Sanguinarine Attenuates Collagen-Induced Platelet Activation and Thrombus Formation
Dan Shu,
Ying Zhu,
Meng Lu,
Ao-Di He,
Jiang-Bin Chen,
Ding-Song Ye,
Yue Liu,
Xiang-Bin Zeng,
Rong Ma,
Zhang-Yin Ming
Affiliations
Dan Shu
Department of Pharmacology, School of Basic Medicine, Tongji Medical College of Huazhong, University of Science and Technology, 13 Hangkong Road, Wuhan 430030, China
Ying Zhu
Department of Pharmacology, School of Basic Medicine, Tongji Medical College of Huazhong, University of Science and Technology, 13 Hangkong Road, Wuhan 430030, China
Meng Lu
Department of Pharmacology, School of Basic Medicine, Tongji Medical College of Huazhong, University of Science and Technology, 13 Hangkong Road, Wuhan 430030, China
Ao-Di He
Department of Physiology, School of Basic Medicine, Huazhong University of Science and Technology, Wuhan 430030, China
Jiang-Bin Chen
Department of Pharmacology, School of Basic Medicine, Tongji Medical College of Huazhong, University of Science and Technology, 13 Hangkong Road, Wuhan 430030, China
Ding-Song Ye
Department of Pharmacology, School of Basic Medicine, Tongji Medical College of Huazhong, University of Science and Technology, 13 Hangkong Road, Wuhan 430030, China
Yue Liu
Department of Pharmacology, School of Basic Medicine, Tongji Medical College of Huazhong, University of Science and Technology, 13 Hangkong Road, Wuhan 430030, China
Xiang-Bin Zeng
Department of Pharmacology, School of Basic Medicine, Tongji Medical College of Huazhong, University of Science and Technology, 13 Hangkong Road, Wuhan 430030, China
Rong Ma
Department of Pharmacology, School of Basic Medicine, Tongji Medical College of Huazhong, University of Science and Technology, 13 Hangkong Road, Wuhan 430030, China
Zhang-Yin Ming
Department of Pharmacology, School of Basic Medicine, Tongji Medical College of Huazhong, University of Science and Technology, 13 Hangkong Road, Wuhan 430030, China
Sanguinarine, a benzophenanthridine alkaloid, has been described to have an antiplatelet activity.
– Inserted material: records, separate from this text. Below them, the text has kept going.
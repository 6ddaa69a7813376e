//! Pipeline error types.
//!
//! Compile and artifact errors are turned into an error view on the preview
//! surface by the orchestrator; export errors become a one-shot notice.

use std::path::PathBuf;

use thiserror::Error;

/// Failure of one pipeline step.
#[derive(Debug, Error)]
pub enum PipelineError {
    /// Compiler exited non-zero or could not be launched.
    /// Carries the captured diagnostic text verbatim.
    #[error("{0}")]
    Compile(String),

    #[error("{context} `{}`: {source}", path.display())]
    Io {
        context: &'static str,
        path: PathBuf,
        #[source]
        source: std::io::Error,
    },

    /// Compiler reported success but produced no artifact.
    #[error("compiler exited successfully but `{}` was not produced", .0.display())]
    MissingArtifact(PathBuf),

    /// Compiler reported success but the artifact is empty.
    #[error("compiler produced an empty artifact `{}`", .0.display())]
    EmptyArtifact(PathBuf),

    /// Writing the exported artifact failed.
    #[error("failed to write `{}`: {source}", path.display())]
    Export {
        path: PathBuf,
        #[source]
        source: std::io::Error,
    },
}

impl PipelineError {
    pub fn io(context: &'static str, path: impl Into<PathBuf>, source: std::io::Error) -> Self {
        Self::Io {
            context,
            path: path.into(),
            source,
        }
    }

    /// Short label for logs.
    pub fn kind(&self) -> &'static str {
        match self {
            Self::Compile(_) => "compile",
            Self::Io { .. } | Self::MissingArtifact(_) | Self::EmptyArtifact(_) => "io",
            Self::Export { .. } => "export",
        }
    }
}

#[cfg(test)]
mod tests {
    use super::*;
    use std::io::{Error, ErrorKind};

    #[test]
    fn test_compile_error_is_verbatim() {
        let text = "! Undefined control sequence.\nl.5 \\foo\n";
        let err = PipelineError::Compile(text.to_string());
        assert_eq!(err.to_string(), text);
        assert_eq!(err.kind(), "compile");
    }

    #[test]
    fn test_io_error_display() {
        let err = PipelineError::io(
            "failed to create work directory",
            "/readonly/.texmex-temp",
            Error::new(ErrorKind::PermissionDenied, "permission denied"),
        );
        let display = err.to_string();
        assert!(display.contains("failed to create work directory"));
        assert!(display.contains("/readonly/.texmex-temp"));
        assert!(display.contains("permission denied"));
        assert_eq!(err.kind(), "io");
    }

    #[test]
    fn test_artifact_errors_are_io_kind() {
        assert_eq!(PipelineError::MissingArtifact("a.pdf".into()).kind(), "io");
        assert_eq!(PipelineError::EmptyArtifact("a.pdf".into()).kind(), "io");
    }
}
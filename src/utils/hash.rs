//! Content hashing utilities.
//!
//! - [`compute`]: fast FxHash of byte data, used to skip no-op saves
//! - [`stable_id`]: short stable identifier derived with blake3, used for
//!   session ids that must not change between runs

use rustc_hash::FxHasher;
use std::hash::Hasher;

/// Compute 64-bit hash from byte data.
#[inline]
pub fn compute<T: AsRef<[u8]> + ?Sized>(data: &T) -> u64 {
    let mut hasher = FxHasher::default();
    hasher.write(data.as_ref());
    hasher.finish()
}

/// Derive an 8-byte identifier from byte data.
///
/// FxHash is not stable across releases, so anything persisted on disk
/// (work directory names) is keyed by blake3 instead.
pub fn stable_id<T: AsRef<[u8]> + ?Sized>(data: &T) -> [u8; 8] {
    let hash = blake3::hash(data.as_ref());
    let mut id = [0u8; 8];
    id.copy_from_slice(&hash.as_bytes()[..8]);
    id
}
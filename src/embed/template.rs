//! Template types for typed variable injection.

use std::marker::PhantomData;

/// Trait for template variable sets
pub trait TemplateVars {
    /// Substitute this set's placeholders in `content`.
    fn apply(&self, content: &str) -> String;
}

/// Template with typed variable injection
#[derive(Debug, Clone, Copy)]
pub struct Template<V> {
    content: &'static str,
    _marker: PhantomData<V>,
}

impl<V> Template<V> {
    pub const fn new(content: &'static str) -> Self {
        Self {
            content,
            _marker: PhantomData,
        }
    }
}

impl<V: TemplateVars> Template<V> {
    pub fn render(&self, vars: &V) -> String {
        vars.apply(self.content)
    }
}

#[cfg(test)]
mod tests {
    use super::*;

    struct Greeting<'a> {
        name: &'a str,
    }

    impl TemplateVars for Greeting<'_> {
        fn apply(&self, content: &str) -> String {
            content.replace("__NAME__", self.name)
        }
    }

    #[test]
    fn test_render_replaces_every_placeholder() {
        const T: Template<Greeting<'static>> = Template::new("__NAME__ and __NAME__");
        assert_eq!(T.render(&Greeting { name: "tex" }), "tex and tex");
    }
}
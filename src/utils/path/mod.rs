//! Path utilities.
//!
//! - [`fs`]: Filesystem path normalization (`normalize_path`, `resolve_path`)

pub mod fs;

pub use fs::{normalize_path, resolve_path};
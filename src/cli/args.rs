//! Command-line interface definitions.

use clap::{ColorChoice, Parser, Subcommand};
use std::path::PathBuf;

/// texmex - LaTeX live preview
#[derive(Parser, Debug, Clone)]
#[command(version, about, long_about = None, arg_required_else_help = true)]
pub struct Cli {
    /// Control colored output (auto, always, never)
    #[arg(long, global = true, default_value = "auto")]
    pub color: ColorChoice,

    /// Config file path (searched upward from the current directory)
    #[arg(short = 'C', long, global = true, default_value = "texmex.toml", value_hint = clap::ValueHint::FilePath)]
    pub config: PathBuf,

    /// Enable verbose output for debugging
    #[arg(short = 'V', long, global = true)]
    pub verbose: bool,

    /// subcommands
    #[command(subcommand)]
    pub command: Commands,
}

/// Available subcommands
#[derive(Subcommand, Debug, Clone)]
pub enum Commands {
    /// Open a live preview for one or more documents and recompile on change
    #[command(visible_alias = "p")]
    Preview {
        /// Documents to preview
        #[arg(required = true, value_hint = clap::ValueHint::FilePath)]
        files: Vec<PathBuf>,

        #[command(flatten)]
        compiler_args: CompilerArgs,

        /// Network interface to bind (e.g., 127.0.0.1, 0.0.0.0)
        #[arg(short, long)]
        interface: Option<std::net::IpAddr>,

        /// Port number to listen on
        #[arg(short, long)]
        port: Option<u16>,

        /// Quiet period in milliseconds before recompiling after a change
        #[arg(short, long, value_name = "MS")]
        delay: Option<u64>,
    },

    /// Compile a document once and write the PDF
    #[command(visible_alias = "c")]
    Compile {
        /// Document to compile
        #[arg(value_hint = clap::ValueHint::FilePath)]
        file: PathBuf,

        #[command(flatten)]
        compiler_args: CompilerArgs,

        /// Output PDF path (default: next to the document)
        #[arg(short, long, value_hint = clap::ValueHint::FilePath)]
        output: Option<PathBuf>,
    },
}

/// Shared compiler arguments for Preview and Compile commands
#[derive(clap::Args, Debug, Clone, Default)]
pub struct CompilerArgs {
    /// Compiler executable (e.g., pdflatex, xelatex, lualatex)
    #[arg(short = 'L', long = "compiler", value_name = "PROGRAM")]
    pub compiler: Option<String>,
}

impl Cli {
    pub const fn is_preview(&self) -> bool {
        matches!(self.command, Commands::Preview { .. })
    }

    pub fn compiler_args(&self) -> &CompilerArgs {
        match &self.command {
            Commands::Preview { compiler_args, .. } | Commands::Compile { compiler_args, .. } => {
                compiler_args
            }
        }
    }
}
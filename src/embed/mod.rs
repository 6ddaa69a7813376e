//! Embedded static resources for texmex.
//!
//! - `template` - Template types for typed variable injection
//! - `serve` - Preview server pages (preview.html, index.html)

mod template;

pub use template::{Template, TemplateVars};

pub mod serve {
    use super::{Template, TemplateVars};
    use crate::utils::html::escape;

    /// Variables for preview.html.
    pub struct PreviewVars {
        pub session: String,
        pub title: String,
        pub ws_port: u16,
    }

    impl TemplateVars for PreviewVars {
        fn apply(&self, content: &str) -> String {
            content
                .replace("__SESSION__", &escape(&self.session))
                .replace("__TITLE__", &escape(&self.title))
                .replace("__WS_PORT__", &self.ws_port.to_string())
        }
    }

    /// Render surface page: pdf.js viewer bound to one session.
    pub const PREVIEW_HTML: Template<PreviewVars> =
        Template::new(include_str!("serve/preview.html"));

    /// Variables for index.html.
    pub struct IndexVars {
        pub version: &'static str,
        /// Pre-rendered `<li>` rows, already escaped.
        pub rows: String,
    }

    impl TemplateVars for IndexVars {
        fn apply(&self, content: &str) -> String {
            content
                .replace("__VERSION__", &escape(self.version))
                .replace("__ROWS__", &self.rows)
        }
    }

    /// Session index served at `/`.
    pub const INDEX_HTML: Template<IndexVars> =
        Template::new(include_str!("serve/index.html"));
}

#[cfg(test)]
mod tests {
    use super::serve::*;

    #[test]
    fn test_preview_page_injection() {
        let html = PREVIEW_HTML.render(&PreviewVars {
            session: "0123456789abcdef".into(),
            title: "a<b>.tex".into(),
            ws_port: 35731,
        });
        assert!(html.contains("0123456789abcdef"));
        assert!(html.contains("35731"));
        assert!(html.contains("a&lt;b&gt;.tex"));
        assert!(!html.contains("__SESSION__"));
        assert!(!html.contains("__WS_PORT__"));
        assert!(!html.contains("__TITLE__"));
    }

    #[test]
    fn test_index_page_injection() {
        let html = INDEX_HTML.render(&IndexVars {
            version: "0.3.0",
            rows: "<li>main.tex</li>".into(),
        });
        assert!(html.contains("<li>main.tex</li>"));
        assert!(!html.contains("__ROWS__"));
    }
}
However, its antithrombotic effect and the mechanism of platelet inhibition have not thoroughly been explored. The current study found that sanguinarine had an inhibitory effect on thrombus formation. This inhibitory effect was quite evident both in the flow-chamber assays as well as in a murine model of FeCl3-induced carotid artery thrombosis. Further investigations also revealed that sanguinarine inhibited the collagen-induced human platelet aggregation and granule release. At the same time, it also prevented platelet spreading and adhesion to immobilized fibrinogen. The molecular mechanisms of its antiplatelet activity were found to be as follows: 1. Reduced phosphorylation of the downstream signaling pathways in collagen specific receptor GPVI (Syk-PLCγ2 and PI3K-Akt-GSK3β); 2. Inhibition of collagen-induced increase in the intracellular Ca2+ concentration ([Ca2+]i); 3. Inhibition of integrin αIIbβ3 outside-in signaling via reducing β3 and Src (Tyr-416) phosphorylation. It can be concluded that sanguinarine inhibits collagen-induced platelet activation and reduces thrombus formation. This effect is mediated via inhibiting the phosphorylation of multiple components in the GPVI signaling pathway. Current data also indicate that sanguinarine can be of some clinical value to treat cardiovascular diseases involving an excess of platelet activation.